§ Work required
A word-for-word repetition of all the entries is needed.

———

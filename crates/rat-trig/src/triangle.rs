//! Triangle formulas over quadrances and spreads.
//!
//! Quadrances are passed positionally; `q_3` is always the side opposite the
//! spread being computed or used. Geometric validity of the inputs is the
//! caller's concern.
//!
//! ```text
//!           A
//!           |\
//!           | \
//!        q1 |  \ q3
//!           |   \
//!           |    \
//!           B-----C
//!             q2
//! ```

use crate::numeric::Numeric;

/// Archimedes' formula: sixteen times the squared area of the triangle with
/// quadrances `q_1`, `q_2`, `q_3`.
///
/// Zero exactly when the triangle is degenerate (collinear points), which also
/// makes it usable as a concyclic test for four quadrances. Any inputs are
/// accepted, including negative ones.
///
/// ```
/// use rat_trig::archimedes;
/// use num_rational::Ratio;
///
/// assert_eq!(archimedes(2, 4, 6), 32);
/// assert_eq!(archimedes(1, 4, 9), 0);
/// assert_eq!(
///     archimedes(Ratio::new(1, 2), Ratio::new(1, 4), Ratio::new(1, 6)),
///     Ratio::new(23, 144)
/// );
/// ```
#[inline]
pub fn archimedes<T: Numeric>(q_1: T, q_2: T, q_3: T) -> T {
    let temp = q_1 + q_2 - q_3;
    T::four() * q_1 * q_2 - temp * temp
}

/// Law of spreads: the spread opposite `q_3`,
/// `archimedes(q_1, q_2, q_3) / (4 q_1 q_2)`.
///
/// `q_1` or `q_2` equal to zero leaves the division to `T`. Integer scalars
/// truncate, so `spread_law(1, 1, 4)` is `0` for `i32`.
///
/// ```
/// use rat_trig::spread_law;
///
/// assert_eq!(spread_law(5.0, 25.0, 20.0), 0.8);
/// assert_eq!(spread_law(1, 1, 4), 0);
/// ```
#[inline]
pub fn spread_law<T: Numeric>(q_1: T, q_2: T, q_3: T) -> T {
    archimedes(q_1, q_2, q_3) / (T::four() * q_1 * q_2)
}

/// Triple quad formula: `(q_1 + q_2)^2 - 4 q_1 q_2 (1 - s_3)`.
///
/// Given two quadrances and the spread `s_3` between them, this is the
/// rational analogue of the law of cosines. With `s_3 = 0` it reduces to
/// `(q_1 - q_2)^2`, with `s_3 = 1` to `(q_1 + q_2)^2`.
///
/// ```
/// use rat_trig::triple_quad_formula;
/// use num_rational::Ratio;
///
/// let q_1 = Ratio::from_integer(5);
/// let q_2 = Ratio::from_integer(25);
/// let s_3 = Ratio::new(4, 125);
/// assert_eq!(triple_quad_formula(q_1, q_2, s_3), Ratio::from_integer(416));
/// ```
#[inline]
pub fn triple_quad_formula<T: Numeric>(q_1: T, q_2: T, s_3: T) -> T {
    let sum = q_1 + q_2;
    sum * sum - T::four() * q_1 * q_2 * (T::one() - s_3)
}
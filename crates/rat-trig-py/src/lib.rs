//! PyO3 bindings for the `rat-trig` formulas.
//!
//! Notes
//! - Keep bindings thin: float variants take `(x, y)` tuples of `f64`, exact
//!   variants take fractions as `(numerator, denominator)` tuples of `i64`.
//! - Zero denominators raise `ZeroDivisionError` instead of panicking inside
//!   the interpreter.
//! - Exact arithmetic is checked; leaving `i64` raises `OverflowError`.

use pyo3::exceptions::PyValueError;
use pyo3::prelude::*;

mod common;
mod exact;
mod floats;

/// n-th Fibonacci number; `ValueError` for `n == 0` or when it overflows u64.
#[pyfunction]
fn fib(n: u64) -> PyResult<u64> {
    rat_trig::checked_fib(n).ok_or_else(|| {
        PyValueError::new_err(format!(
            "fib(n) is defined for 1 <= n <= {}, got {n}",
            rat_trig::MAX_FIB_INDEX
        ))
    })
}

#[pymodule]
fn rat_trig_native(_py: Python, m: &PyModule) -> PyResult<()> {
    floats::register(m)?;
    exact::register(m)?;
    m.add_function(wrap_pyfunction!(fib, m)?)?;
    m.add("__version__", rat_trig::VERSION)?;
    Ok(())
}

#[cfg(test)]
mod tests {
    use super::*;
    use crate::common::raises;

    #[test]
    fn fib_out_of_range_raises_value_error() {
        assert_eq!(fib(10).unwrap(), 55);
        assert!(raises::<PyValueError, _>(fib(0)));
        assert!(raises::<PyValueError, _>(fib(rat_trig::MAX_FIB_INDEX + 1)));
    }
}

———

§ Response
filename crates/rat-trig/src/triangle.rs
//! Triangle formulas over quadrances and spreads.
//!
//! Quadrances are passed positionally; `q_3` is always the side opposite the
//! spread being computed or used. Geometric validity of the inputs is the
//! caller's concern.
//!
//! ```text
//!           A
//!           |\
//!           | \
//!        q1 |  \ q3
//!           |   \
//!           |    \
//!           B-----C
//!             q2
//! ```

use crate::numeric::Numeric;

/// Archimedes' formula: sixteen times the squared area of the triangle with
/// quadrances `q_1`, `q_2`, `q_3`.
///
/// Zero exactly when the triangle is degenerate (collinear points), which also
/// makes it usable as a concyclic test for four quadrances. Any inputs are
/// accepted, including negative ones.
///
/// ```
/// use rat_trig::archimedes;
/// use num_rational::Ratio;
///
/// assert_eq!(archimedes(2, 4, 6), 32);
/// assert_eq!(archimedes(1, 4, 9), 0);
/// assert_eq!(
///     archimedes(Ratio::new(1, 2), Ratio::new(1, 4), Ratio::new(1, 6)),
///     Ratio::new(23, 144)
/// );
/// ```
#[inline]
pub fn archimedes<T: Numeric>(q_1: T, q_2: T, q_3: T) -> T {
    let temp = q_1 + q_2 - q_3;
    T::four() * q_1 * q_2 - temp * temp
}

/// Law of spreads: the spread opposite `q_3`,
/// `archimedes(q_1, q_2, q_3) / (4 q_1 q_2)`.
///
/// `q_1` or `q_2` equal to zero leaves the division to `T`. Integer scalars
/// truncate, so `spread_law(1, 1, 4)` is `0` for `i32`.
///
/// ```
/// use rat_trig::spread_law;
///
/// assert_eq!(spread_law(5.0, 25.0, 20.0), 0.8);
/// assert_eq!(spread_law(1, 1, 4), 0);
/// ```
#[inline]
pub fn spread_law<T: Numeric>(q_1: T, q_2: T, q_3: T) -> T {
    archimedes(q_1, q_2, q_3) / (T::four() * q_1 * q_2)
}

/// Triple quad formula: `(q_1 + q_2)^2 - 4 q_1 q_2 (1 - s_3)`.
///
/// Given two quadrances and the spread `s_3` between them, this is the
/// rational analogue of the law of cosines. With `s_3 = 0` it reduces to
/// `(q_1 - q_2)^2`, with `s_3 = 1` to `(q_1 + q_2)^2`.
///
/// ```
/// use rat_trig::triple_quad_formula;
/// use num_rational::Ratio;
///
/// let q_1 = Ratio::from_integer(5);
/// let q_2 = Ratio::from_integer(25);
/// let s_3 = Ratio::new(4, 125);
/// assert_eq!(triple_quad_formula(q_1, q_2, s_3), Ratio::from_integer(416));
/// ```
#[inline]
pub fn triple_quad_formula<T: Numeric>(q_1: T, q_2: T, s_3: T) -> T {
    let sum = q_1 + q_2;
    sum * sum - T::four() * q_1 * q_2 * (T::one() - s_3)
}
filename crates/rat-trig-py/src/lib.rs
//! PyO3 bindings for the `rat-trig` formulas.
//!
//! Notes
//! - Keep bindings thin: float variants take `(x, y)` tuples of `f64`, exact
//!   variants take fractions as `(numerator, denominator)` tuples of `i64`.
//! - Zero denominators raise `ZeroDivisionError` instead of panicking inside
//!   the interpreter.
//! - Exact arithmetic is checked; leaving `i64` raises `OverflowError`.

use pyo3::exceptions::PyValueError;
use pyo3::prelude::*;

mod common;
mod exact;
mod floats;

/// n-th Fibonacci number; `ValueError` for `n == 0` or when it overflows u64.
#[pyfunction]
fn fib(n: u64) -> PyResult<u64> {
    rat_trig::checked_fib(n).ok_or_else(|| {
        PyValueError::new_err(format!(
            "fib(n) is defined for 1 <= n <= {}, got {n}",
            rat_trig::MAX_FIB_INDEX
        ))
    })
}

#[pymodule]
fn rat_trig_native(_py: Python, m: &PyModule) -> PyResult<()> {
    floats::register(m)?;
    exact::register(m)?;
    m.add_function(wrap_pyfunction!(fib, m)?)?;
    m.add("__version__", rat_trig::VERSION)?;
    Ok(())
}

#[cfg(test)]
mod tests {
    use super::*;
    use crate::common::raises;

    #[test]
    fn fib_out_of_range_raises_value_error() {
        assert_eq!(fib(10).unwrap(), 55);
        assert!(raises::<PyValueError, _>(fib(0)));
        assert!(raises::<PyValueError, _>(fib(rat_trig::MAX_FIB_INDEX + 1)));
    }
}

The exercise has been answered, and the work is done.